Sunday Lowdown #33

Interesting Facts From School This Week:

Just this week I started my first class in an online continuing education program through the University of Wisconsin-Madison. This semester I’m taking “Public and Community Library Services.” Since my readers tend to care about reading, libraries, and publishing, I decided to add this category to the Sunday Lowdown and give you a few facts I thought were interesting that I found in my reading assignment that week.

  • Young adults are more likely to have visited a library in the past 12 months than those ages 65 and older.
  • 19% of American adults say they have never visited a public library, including 11% of those who have a college or graduate degrees.
  • 7% of those 16 and older say they have connected to a library’s Wi-Fi system when the library building itself was closed.
  • Library use is low when people have a low income or a high income.

This Week’s Blog Posts:

As Jackie @ Death By Tsundoku mentioned, it feels like we are at the end of an era with #ReadingValdemar. Three trilogies have used the same characters, decreasing attention on some and focusing more on others, but it’s been the same brief time period and people. Monday, I shared my review of Storm Breaking and felt a bit of relief that the next (and last!) trilogy of 2019 will begin with different characters and a new setting.

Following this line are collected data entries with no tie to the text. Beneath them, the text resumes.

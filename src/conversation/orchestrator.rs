//! Conversational turn orchestration
//!
//! [`TurnOrchestrator`] drives one turn at a time through the pipeline:
//! capture or typed input, submission, segmented ingestion with interleaved
//! reveal and playback, and cancellation. It is the only writer of the
//! [`ConversationStore`], which is what makes the single-active-turn rule
//! enforceable.

use std::sync::Arc;
use std::sync::atomic::{AtomicBool, Ordering};

use tokio::sync::{Mutex, broadcast};
use uuid::Uuid;

use crate::config::{Config, RevealConfig};
use crate::conversation::store::{ConversationStore, FALLBACK_REPLY};
use crate::events::{EventBus, TurnEvent};
use crate::identity::SessionIdentity;
use crate::message::{Message, MessageStatus, SpeechSegment, TurnState};
use crate::reveal::{RevealGranularity, RevealHandle, StreamingRenderer};
use crate::services::{
    ChatReply, ConversationService, HistoryService, ReplySegment, SynthesisService,
    TranscriptionService,
};
use crate::voice::capture::AudioCaptureController;
use crate::voice::playback::PlaybackQueue;
use crate::{Error, Result};

/// Backend collaborators the orchestrator talks to
///
/// Cheap to clone; tests swap in scripted implementations per seam.
#[derive(Clone)]
pub struct ServiceSet {
    pub conversation: Arc<dyn ConversationService>,
    pub transcription: Arc<dyn TranscriptionService>,
    pub synthesis: Arc<dyn SynthesisService>,
    pub history: Arc<dyn HistoryService>,
}

impl ServiceSet {
    /// Build a set where one backend serves every seam
    #[must_use]
    pub fn from_backend<B>(backend: Arc<B>) -> Self
    where
        B: ConversationService
            + TranscriptionService
            + SynthesisService
            + HistoryService
            + 'static,
    {
        Self {
            conversation: Arc::clone(&backend) as Arc<dyn ConversationService>,
            transcription: Arc::clone(&backend) as Arc<dyn TranscriptionService>,
            synthesis: Arc::clone(&backend) as Arc<dyn SynthesisService>,
            history: backend,
        }
    }
}

/// Coordinates capture, submission, reveal, and playback for one character
///
/// Exactly one turn is active at a time; a submission while the pipeline is
/// not idle is rejected with [`Error::AlreadyActiveTurn`]. Every failure path
/// settles the pipeline back to [`TurnState::Idle`].
pub struct TurnOrchestrator {
    character_id: i64,
    store: Mutex<ConversationStore>,
    capture: Mutex<AudioCaptureController>,
    playback: PlaybackQueue,
    identity: SessionIdentity,
    services: ServiceSet,
    events: EventBus,
    reveal: RevealConfig,
    voice_enabled: bool,
    voice_profile: Option<String>,
    active_reveal: std::sync::Mutex<Option<RevealHandle>>,
    cancelled: AtomicBool,
}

On Friday I shared a review of a book many of you had read and loved or already added to your TBR: Jhumpa Lahiri’s novel The Namesake. Immersive, surprising, and lovely, Lahiri did not disappoint.

Next Week’s Blog Posts:

I quickly decided to DNF My Ever Dear Charlie, which made my TBR for September because it is the newest book I have purchased. It was set aside when I realized that though it’s about this woman with several children who is living without her husband on a bit of land the government will give them if they can tend it for a year, her days are repetitive: what they ate, what the children did, etc. I skipped around and read several pages throughout to verify my suspicions, and they were confirmed.

After setting down My Ever Dear Charlie, I picked up The Love that Prison Made and Unmade by Ebony Roberts. It’s a companion novel (though not marketed that way) to Shaka Senghor’s memoir, Writing My Wrongs, so I’m keen to finish it and see how this couple that met while Senghor was incarcerated will (if they do) survive. Review Tuesday.

On Friday I’ll share a review of The Dirty Girls Club by Alisa Valdes-Rodriguez, a novel purported to have fat female lead characters. Fingers crossed that it goes well and can be added to my recommendation page.

Book I’m Reading Aloud to My Spouse:

We’re chugging along on David Copperfield, and more is happening with Uriah Heep, the creepy man who would possess Davy’s beloved “sister,” Agnes. I have to wonder if Uriah will catch Scarlet Fever and die; it works in other old timey novels.

Books Added to the TBR Pile:

Thanks to Alicia for her recommendation!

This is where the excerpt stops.